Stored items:
● ● ● ● ● ● ●

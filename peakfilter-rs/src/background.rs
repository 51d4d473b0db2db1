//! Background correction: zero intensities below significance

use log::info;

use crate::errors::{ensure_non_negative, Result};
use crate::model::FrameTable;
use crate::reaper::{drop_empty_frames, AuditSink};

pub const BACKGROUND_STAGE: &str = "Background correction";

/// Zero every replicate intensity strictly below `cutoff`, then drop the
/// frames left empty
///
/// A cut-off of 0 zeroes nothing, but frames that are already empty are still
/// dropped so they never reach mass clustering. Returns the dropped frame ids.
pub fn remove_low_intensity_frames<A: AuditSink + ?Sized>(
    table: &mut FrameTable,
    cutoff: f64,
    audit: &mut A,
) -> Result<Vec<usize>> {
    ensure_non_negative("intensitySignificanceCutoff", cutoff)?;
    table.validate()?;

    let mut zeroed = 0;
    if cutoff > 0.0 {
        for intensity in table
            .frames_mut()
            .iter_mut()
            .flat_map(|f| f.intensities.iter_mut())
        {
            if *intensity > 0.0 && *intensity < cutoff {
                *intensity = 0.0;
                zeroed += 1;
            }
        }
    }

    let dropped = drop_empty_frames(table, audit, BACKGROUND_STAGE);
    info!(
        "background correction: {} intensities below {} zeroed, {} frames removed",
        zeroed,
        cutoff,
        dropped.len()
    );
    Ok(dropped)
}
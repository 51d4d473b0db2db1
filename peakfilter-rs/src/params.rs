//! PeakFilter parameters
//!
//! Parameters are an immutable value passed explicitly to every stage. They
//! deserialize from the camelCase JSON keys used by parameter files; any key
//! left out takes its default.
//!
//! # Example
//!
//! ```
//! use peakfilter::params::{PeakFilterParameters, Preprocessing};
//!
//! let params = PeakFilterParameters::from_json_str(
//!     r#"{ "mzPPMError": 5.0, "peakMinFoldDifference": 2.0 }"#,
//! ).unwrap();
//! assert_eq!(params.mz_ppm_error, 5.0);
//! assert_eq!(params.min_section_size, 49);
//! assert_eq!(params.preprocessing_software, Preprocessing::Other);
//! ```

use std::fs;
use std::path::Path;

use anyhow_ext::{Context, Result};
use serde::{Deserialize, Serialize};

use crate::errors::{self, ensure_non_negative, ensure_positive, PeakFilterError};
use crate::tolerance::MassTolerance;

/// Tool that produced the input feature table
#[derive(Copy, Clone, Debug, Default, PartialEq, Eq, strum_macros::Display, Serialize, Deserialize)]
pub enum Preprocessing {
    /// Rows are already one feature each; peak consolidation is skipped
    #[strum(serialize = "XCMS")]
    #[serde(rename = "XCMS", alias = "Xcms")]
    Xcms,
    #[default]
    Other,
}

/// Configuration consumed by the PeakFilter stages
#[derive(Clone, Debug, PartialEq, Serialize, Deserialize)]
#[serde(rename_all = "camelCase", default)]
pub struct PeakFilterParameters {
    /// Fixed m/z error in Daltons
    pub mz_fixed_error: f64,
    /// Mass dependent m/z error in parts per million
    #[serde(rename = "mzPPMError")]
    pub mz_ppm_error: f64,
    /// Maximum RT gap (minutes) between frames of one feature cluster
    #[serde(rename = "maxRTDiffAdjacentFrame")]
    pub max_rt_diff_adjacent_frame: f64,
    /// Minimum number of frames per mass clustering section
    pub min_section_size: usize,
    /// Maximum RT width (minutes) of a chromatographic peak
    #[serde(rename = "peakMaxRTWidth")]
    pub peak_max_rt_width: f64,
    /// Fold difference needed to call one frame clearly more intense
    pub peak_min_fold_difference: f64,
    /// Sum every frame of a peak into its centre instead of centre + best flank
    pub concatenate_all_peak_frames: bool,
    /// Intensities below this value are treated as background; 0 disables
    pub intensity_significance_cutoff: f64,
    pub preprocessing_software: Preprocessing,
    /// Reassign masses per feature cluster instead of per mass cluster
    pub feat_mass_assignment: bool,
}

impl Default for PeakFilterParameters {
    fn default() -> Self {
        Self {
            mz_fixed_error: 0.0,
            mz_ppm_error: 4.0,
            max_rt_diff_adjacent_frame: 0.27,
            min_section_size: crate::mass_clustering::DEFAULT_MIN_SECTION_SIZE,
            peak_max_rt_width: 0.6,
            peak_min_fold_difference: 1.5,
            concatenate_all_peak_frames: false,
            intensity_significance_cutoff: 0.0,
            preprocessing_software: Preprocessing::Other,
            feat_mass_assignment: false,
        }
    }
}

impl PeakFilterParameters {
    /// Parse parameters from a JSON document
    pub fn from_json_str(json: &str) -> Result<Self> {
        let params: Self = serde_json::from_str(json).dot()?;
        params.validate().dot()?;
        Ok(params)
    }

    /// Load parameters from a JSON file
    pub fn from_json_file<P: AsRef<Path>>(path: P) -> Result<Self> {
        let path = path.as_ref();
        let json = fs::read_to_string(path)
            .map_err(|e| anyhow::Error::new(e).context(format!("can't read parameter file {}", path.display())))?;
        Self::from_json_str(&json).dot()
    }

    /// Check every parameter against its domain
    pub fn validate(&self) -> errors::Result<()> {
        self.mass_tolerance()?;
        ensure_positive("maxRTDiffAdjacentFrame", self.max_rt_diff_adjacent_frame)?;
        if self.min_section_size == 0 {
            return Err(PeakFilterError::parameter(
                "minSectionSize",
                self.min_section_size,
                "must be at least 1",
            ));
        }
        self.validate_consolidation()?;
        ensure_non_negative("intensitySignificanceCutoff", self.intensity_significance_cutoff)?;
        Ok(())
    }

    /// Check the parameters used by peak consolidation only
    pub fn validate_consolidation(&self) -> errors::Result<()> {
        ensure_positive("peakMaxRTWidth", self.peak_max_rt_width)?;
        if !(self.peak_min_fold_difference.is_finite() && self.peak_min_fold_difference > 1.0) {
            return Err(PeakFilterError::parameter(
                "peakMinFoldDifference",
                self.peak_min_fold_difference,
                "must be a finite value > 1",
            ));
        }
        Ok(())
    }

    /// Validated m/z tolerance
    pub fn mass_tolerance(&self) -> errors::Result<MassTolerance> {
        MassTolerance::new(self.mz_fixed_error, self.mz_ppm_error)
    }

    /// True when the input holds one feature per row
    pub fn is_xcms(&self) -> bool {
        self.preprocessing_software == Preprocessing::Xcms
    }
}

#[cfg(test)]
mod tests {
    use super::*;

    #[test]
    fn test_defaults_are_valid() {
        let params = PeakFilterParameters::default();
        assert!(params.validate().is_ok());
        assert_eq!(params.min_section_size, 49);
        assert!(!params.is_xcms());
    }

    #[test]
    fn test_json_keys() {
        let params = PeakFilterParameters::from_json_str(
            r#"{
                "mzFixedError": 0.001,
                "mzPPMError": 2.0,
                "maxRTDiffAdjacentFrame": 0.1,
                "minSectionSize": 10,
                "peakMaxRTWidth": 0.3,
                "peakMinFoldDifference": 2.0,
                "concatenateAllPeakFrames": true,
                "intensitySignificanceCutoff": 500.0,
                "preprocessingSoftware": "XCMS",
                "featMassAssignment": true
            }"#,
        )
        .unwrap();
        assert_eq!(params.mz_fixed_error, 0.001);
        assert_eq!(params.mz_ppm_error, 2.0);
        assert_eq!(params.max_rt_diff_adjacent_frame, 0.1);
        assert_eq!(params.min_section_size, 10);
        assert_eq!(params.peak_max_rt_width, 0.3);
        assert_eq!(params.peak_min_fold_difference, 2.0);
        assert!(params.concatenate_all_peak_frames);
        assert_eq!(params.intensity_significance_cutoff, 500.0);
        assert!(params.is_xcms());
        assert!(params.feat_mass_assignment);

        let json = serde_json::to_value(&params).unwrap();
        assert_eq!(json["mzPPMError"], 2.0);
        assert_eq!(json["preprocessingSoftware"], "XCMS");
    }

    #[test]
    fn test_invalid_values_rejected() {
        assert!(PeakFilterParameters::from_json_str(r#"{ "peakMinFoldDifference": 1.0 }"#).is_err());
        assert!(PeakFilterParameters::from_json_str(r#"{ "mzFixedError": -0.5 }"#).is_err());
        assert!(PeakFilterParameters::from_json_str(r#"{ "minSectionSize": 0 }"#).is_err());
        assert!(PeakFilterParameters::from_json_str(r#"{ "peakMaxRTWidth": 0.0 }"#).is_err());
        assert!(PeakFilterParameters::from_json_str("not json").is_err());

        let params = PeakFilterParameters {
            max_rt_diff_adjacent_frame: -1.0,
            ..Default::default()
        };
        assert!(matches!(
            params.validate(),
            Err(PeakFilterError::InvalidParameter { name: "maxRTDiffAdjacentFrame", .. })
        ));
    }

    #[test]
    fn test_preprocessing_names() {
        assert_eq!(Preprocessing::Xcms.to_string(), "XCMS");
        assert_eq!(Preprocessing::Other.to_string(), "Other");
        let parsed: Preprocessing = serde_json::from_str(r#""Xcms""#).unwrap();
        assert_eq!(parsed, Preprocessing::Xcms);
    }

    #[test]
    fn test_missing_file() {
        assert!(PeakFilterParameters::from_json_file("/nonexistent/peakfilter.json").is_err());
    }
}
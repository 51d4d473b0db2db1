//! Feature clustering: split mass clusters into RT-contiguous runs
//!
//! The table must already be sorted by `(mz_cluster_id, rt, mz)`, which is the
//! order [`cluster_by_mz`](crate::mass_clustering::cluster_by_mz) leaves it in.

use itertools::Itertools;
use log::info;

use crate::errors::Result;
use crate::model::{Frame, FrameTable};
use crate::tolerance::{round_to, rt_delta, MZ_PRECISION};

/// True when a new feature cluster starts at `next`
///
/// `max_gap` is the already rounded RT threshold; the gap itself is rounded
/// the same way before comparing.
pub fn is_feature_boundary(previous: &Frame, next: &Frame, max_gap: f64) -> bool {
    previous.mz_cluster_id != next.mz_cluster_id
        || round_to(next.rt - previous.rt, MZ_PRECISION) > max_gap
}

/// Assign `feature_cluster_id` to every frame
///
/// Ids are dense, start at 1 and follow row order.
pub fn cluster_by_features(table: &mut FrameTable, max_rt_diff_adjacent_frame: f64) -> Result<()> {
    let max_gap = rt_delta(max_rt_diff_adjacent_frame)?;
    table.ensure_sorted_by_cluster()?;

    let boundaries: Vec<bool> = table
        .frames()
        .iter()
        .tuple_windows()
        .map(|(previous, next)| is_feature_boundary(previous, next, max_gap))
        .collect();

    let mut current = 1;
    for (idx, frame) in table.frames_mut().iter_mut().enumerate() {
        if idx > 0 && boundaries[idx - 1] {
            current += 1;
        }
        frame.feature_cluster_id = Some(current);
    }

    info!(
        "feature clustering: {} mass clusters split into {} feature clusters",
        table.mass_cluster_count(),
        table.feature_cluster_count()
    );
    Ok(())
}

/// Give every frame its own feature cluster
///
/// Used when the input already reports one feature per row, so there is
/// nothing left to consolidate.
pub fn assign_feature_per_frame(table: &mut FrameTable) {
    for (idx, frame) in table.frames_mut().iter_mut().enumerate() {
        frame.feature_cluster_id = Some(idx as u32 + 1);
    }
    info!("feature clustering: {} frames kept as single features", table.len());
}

● ● ● ● ● ● ●

PROBLEM TO SOLVE: The required output is the line containing "so there is" through the last line of the records above, each copied exactly and nothing more.

YOUR SOLUTION:
/// Used when the input already reports one feature per row, so there is
/// nothing left to consolidate.
pub fn assign_feature_per_frame(table: &mut FrameTable) {
    for (idx, frame) in table.frames_mut().iter_mut().enumerate() {
        frame.feature_cluster_id = Some(idx as u32 + 1);
    }
    info!("feature clustering: {} frames kept as single features", table.len());
}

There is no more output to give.